TASK TO CARRY OUT - For each record that follows, write out an identical copy.

AVAILABLE DATA -

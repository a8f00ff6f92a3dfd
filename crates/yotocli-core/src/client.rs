//! HTTP implementation of [`LibraryGateway`].
//!
//! One [`HttpGateway`] is built per process from the configured base URLs and
//! bearer token and then passed to every component that needs it.

use std::path::Path;
use std::time::Duration;

use async_trait::async_trait;
use futures::{Stream, TryStreamExt, stream};
use reqwest::{Client, RequestBuilder, Response};
use serde::Deserialize;
use serde::de::DeserializeOwned;
use serde_json::{Value, json};
use tokio::io::AsyncWriteExt;
use tracing::{debug, warn};

use crate::config::{DEFAULT_API_BASE_URL, DEFAULT_AUTH_BASE_URL};
use crate::error::{Error, Result};
use crate::gateway::{
    DeviceAuthorization, LibraryGateway, TokenPair, TokenPoll, TranscodeResult, TranscodeStatus,
    UploadSlot,
};
use crate::model::{Card, Device, DeviceStatus};

/// User agent the service expects from first-party apps.
pub const USER_AGENT: &str = "Yoto/2.73 (com.yotoplay.Yoto; build:10405; iOS 17.4.0)";

/// Scopes requested at login.
pub const OAUTH_SCOPE: &str = "openid profile email offline_access";

/// Audience requested at login.
pub const OAUTH_AUDIENCE: &str = "https://api.yotoplay.com";

/// Grant type of the device-code exchange.
pub const DEVICE_CODE_GRANT: &str = "urn:ietf:params:oauth:grant-type:device_code";

/// Default timeout for API requests.
pub const DEFAULT_REQUEST_TIMEOUT: Duration = Duration::from_secs(60);

/// Timeout for audio uploads and downloads.
pub const TRANSFER_TIMEOUT: Duration = Duration::from_secs(10 * 60);

// =============================================================================
// Response shapes
// =============================================================================

#[derive(Debug, Deserialize)]
struct LibraryResponse {
    #[serde(default)]
    cards: Vec<LibraryItem>,
}

#[derive(Debug, Deserialize)]
#[serde(rename_all = "camelCase")]
struct LibraryItem {
    #[serde(default)]
    card_id: String,
    #[serde(default)]
    card: Card,
}

#[derive(Debug, Deserialize)]
struct CardResponse {
    card: Card,
}

#[derive(Debug, Deserialize)]
struct UploadResponse {
    upload: UploadSlot,
}

#[derive(Debug, Default, Deserialize)]
#[serde(rename_all = "camelCase")]
struct TranscodeData {
    #[serde(default)]
    transcoded_sha256: String,
    #[serde(default)]
    complete: bool,
    #[serde(default)]
    transcoded_info: TranscodeInfo,
}

#[derive(Debug, Default, Deserialize)]
#[serde(rename_all = "camelCase")]
struct TranscodeInfo {
    #[serde(default)]
    duration: u64,
    #[serde(default)]
    file_size: u64,
    #[serde(default)]
    format: String,
    #[serde(default)]
    channels: String,
}

#[derive(Debug, Deserialize)]
struct DevicesResponse {
    #[serde(default)]
    devices: Vec<Device>,
}

#[derive(Debug, Deserialize)]
struct DeviceStatusResponse {
    status: DeviceStatus,
}

#[derive(Debug, Default, Deserialize)]
struct TokenError {
    #[serde(default)]
    error: String,
    #[serde(default)]
    error_description: String,
}

/// Interpret a transcode status body. The data may sit at the root or under
/// `transcode`.
pub fn parse_transcode(body: &Value) -> Result<TranscodeStatus> {
    let data = body.get("transcode").unwrap_or(body);
    let data: TranscodeData = serde_json::from_value(data.clone())?;

    if data.transcoded_sha256.is_empty() && !data.complete {
        return Ok(TranscodeStatus::Pending);
    }

    Ok(TranscodeStatus::Complete(TranscodeResult {
        sha256: data.transcoded_sha256,
        duration: data.transcoded_info.duration,
        file_size: data.transcoded_info.file_size,
        format: data.transcoded_info.format,
        channels: data.transcoded_info.channels,
    }))
}

/// Interpret the error body of a device-code token request.
#[must_use]
pub fn parse_token_error(body: &str) -> TokenPoll {
    let err: TokenError = serde_json::from_str(body).unwrap_or_default();
    match err.error.as_str() {
        "authorization_pending" => TokenPoll::Pending,
        "slow_down" => TokenPoll::SlowDown,
        "" => TokenPoll::Failed(body.to_string()),
        code if err.error_description.is_empty() => TokenPoll::Failed(code.to_string()),
        code => TokenPoll::Failed(format!("{code}: {}", err.error_description)),
    }
}

async fn check(operation: &'static str, response: Response) -> Result<Response> {
    let status = response.status();
    if status.is_success() {
        return Ok(response);
    }
    let body = response.text().await.unwrap_or_default();
    warn!(operation, status = status.as_u16(), "Request failed");
    Err(Error::Upstream {
        operation,
        status: status.as_u16(),
        body,
    })
}

// =============================================================================
// Gateway
// =============================================================================

/// Builder for [`HttpGateway`].
#[derive(Debug, Clone)]
pub struct HttpGatewayBuilder {
    api_base_url: String,
    auth_base_url: String,
    access_token: Option<String>,
    user_agent: String,
    timeout: Duration,
}

impl Default for HttpGatewayBuilder {
    fn default() -> Self {
        Self {
            api_base_url: DEFAULT_API_BASE_URL.to_string(),
            auth_base_url: DEFAULT_AUTH_BASE_URL.to_string(),
            access_token: None,
            user_agent: USER_AGENT.to_string(),
            timeout: DEFAULT_REQUEST_TIMEOUT,
        }
    }
}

SOLUTION FOR THIS EXERCISE -
repository a8f00ff6f92a3dfd
filename crates/yotocli-core/src/client.rs
//! HTTP implementation of [`LibraryGateway`].
//!
//! One [`HttpGateway`] is built per process from the configured base URLs and
//! bearer token and then passed to every component that needs it.

use std::path::Path;
use std::time::Duration;

use async_trait::async_trait;
use futures::{Stream, TryStreamExt, stream};
use reqwest::{Client, RequestBuilder, Response};
use serde::Deserialize;
use serde::de::DeserializeOwned;
use serde_json::{Value, json};
use tokio::io::AsyncWriteExt;
use tracing::{debug, warn};

use crate::config::{DEFAULT_API_BASE_URL, DEFAULT_AUTH_BASE_URL};
use crate::error::{Error, Result};
use crate::gateway::{
    DeviceAuthorization, LibraryGateway, TokenPair, TokenPoll, TranscodeResult, TranscodeStatus,
    UploadSlot,
};
use crate::model::{Card, Device, DeviceStatus};

/// User agent the service expects from first-party apps.
pub const USER_AGENT: &str = "Yoto/2.73 (com.yotoplay.Yoto; build:10405; iOS 17.4.0)";

/// Scopes requested at login.
pub const OAUTH_SCOPE: &str = "openid profile email offline_access";

/// Audience requested at login.
pub const OAUTH_AUDIENCE: &str = "https://api.yotoplay.com";

/// Grant type of the device-code exchange.
pub const DEVICE_CODE_GRANT: &str = "urn:ietf:params:oauth:grant-type:device_code";

/// Default timeout for API requests.
pub const DEFAULT_REQUEST_TIMEOUT: Duration = Duration::from_secs(60);

/// Timeout for audio uploads and downloads.
pub const TRANSFER_TIMEOUT: Duration = Duration::from_secs(10 * 60);

// =============================================================================
// Response shapes
// =============================================================================

#[derive(Debug, Deserialize)]
struct LibraryResponse {
    #[serde(default)]
    cards: Vec<LibraryItem>,
}

#[derive(Debug, Deserialize)]
#[serde(rename_all = "camelCase")]
struct LibraryItem {
    #[serde(default)]
    card_id: String,
    #[serde(default)]
    card: Card,
}

#[derive(Debug, Deserialize)]
struct CardResponse {
    card: Card,
}

#[derive(Debug, Deserialize)]
struct UploadResponse {
    upload: UploadSlot,
}

#[derive(Debug, Default, Deserialize)]
#[serde(rename_all = "camelCase")]
struct TranscodeData {
    #[serde(default)]
    transcoded_sha256: String,
    #[serde(default)]
    complete: bool,
    #[serde(default)]
    transcoded_info: TranscodeInfo,
}

#[derive(Debug, Default, Deserialize)]
#[serde(rename_all = "camelCase")]
struct TranscodeInfo {
    #[serde(default)]
    duration: u64,
    #[serde(default)]
    file_size: u64,
    #[serde(default)]
    format: String,
    #[serde(default)]
    channels: String,
}

#[derive(Debug, Deserialize)]
struct DevicesResponse {
    #[serde(default)]
    devices: Vec<Device>,
}

#[derive(Debug, Deserialize)]
struct DeviceStatusResponse {
    status: DeviceStatus,
}

#[derive(Debug, Default, Deserialize)]
struct TokenError {
    #[serde(default)]
    error: String,
    #[serde(default)]
    error_description: String,
}

/// Interpret a transcode status body. The data may sit at the root or under
/// `transcode`.
pub fn parse_transcode(body: &Value) -> Result<TranscodeStatus> {
    let data = body.get("transcode").unwrap_or(body);
    let data: TranscodeData = serde_json::from_value(data.clone())?;

    if data.transcoded_sha256.is_empty() && !data.complete {
        return Ok(TranscodeStatus::Pending);
    }

    Ok(TranscodeStatus::Complete(TranscodeResult {
        sha256: data.transcoded_sha256,
        duration: data.transcoded_info.duration,
        file_size: data.transcoded_info.file_size,
        format: data.transcoded_info.format,
        channels: data.transcoded_info.channels,
    }))
}

/// Interpret the error body of a device-code token request.
#[must_use]
pub fn parse_token_error(body: &str) -> TokenPoll {
    let err: TokenError = serde_json::from_str(body).unwrap_or_default();
    match err.error.as_str() {
        "authorization_pending" => TokenPoll::Pending,
        "slow_down" => TokenPoll::SlowDown,
        "" => TokenPoll::Failed(body.to_string()),
        code if err.error_description.is_empty() => TokenPoll::Failed(code.to_string()),
        code => TokenPoll::Failed(format!("{code}: {}", err.error_description)),
    }
}

async fn check(operation: &'static str, response: Response) -> Result<Response> {
    let status = response.status();
    if status.is_success() {
        return Ok(response);
    }
    let body = response.text().await.unwrap_or_default();
    warn!(operation, status = status.as_u16(), "Request failed");
    Err(Error::Upstream {
        operation,
        status: status.as_u16(),
        body,
    })
}

// =============================================================================
// Gateway
// =============================================================================

/// Builder for [`HttpGateway`].
#[derive(Debug, Clone)]
pub struct HttpGatewayBuilder {
    api_base_url: String,
    auth_base_url: String,
    access_token: Option<String>,
    user_agent: String,
    timeout: Duration,
}

impl Default for HttpGatewayBuilder {
    fn default() -> Self {
        Self {
            api_base_url: DEFAULT_API_BASE_URL.to_string(),
            auth_base_url: DEFAULT_AUTH_BASE_URL.to_string(),
            access_token: None,
            user_agent: USER_AGENT.to_string(),
            timeout: DEFAULT_REQUEST_TIMEOUT,
        }
    }
}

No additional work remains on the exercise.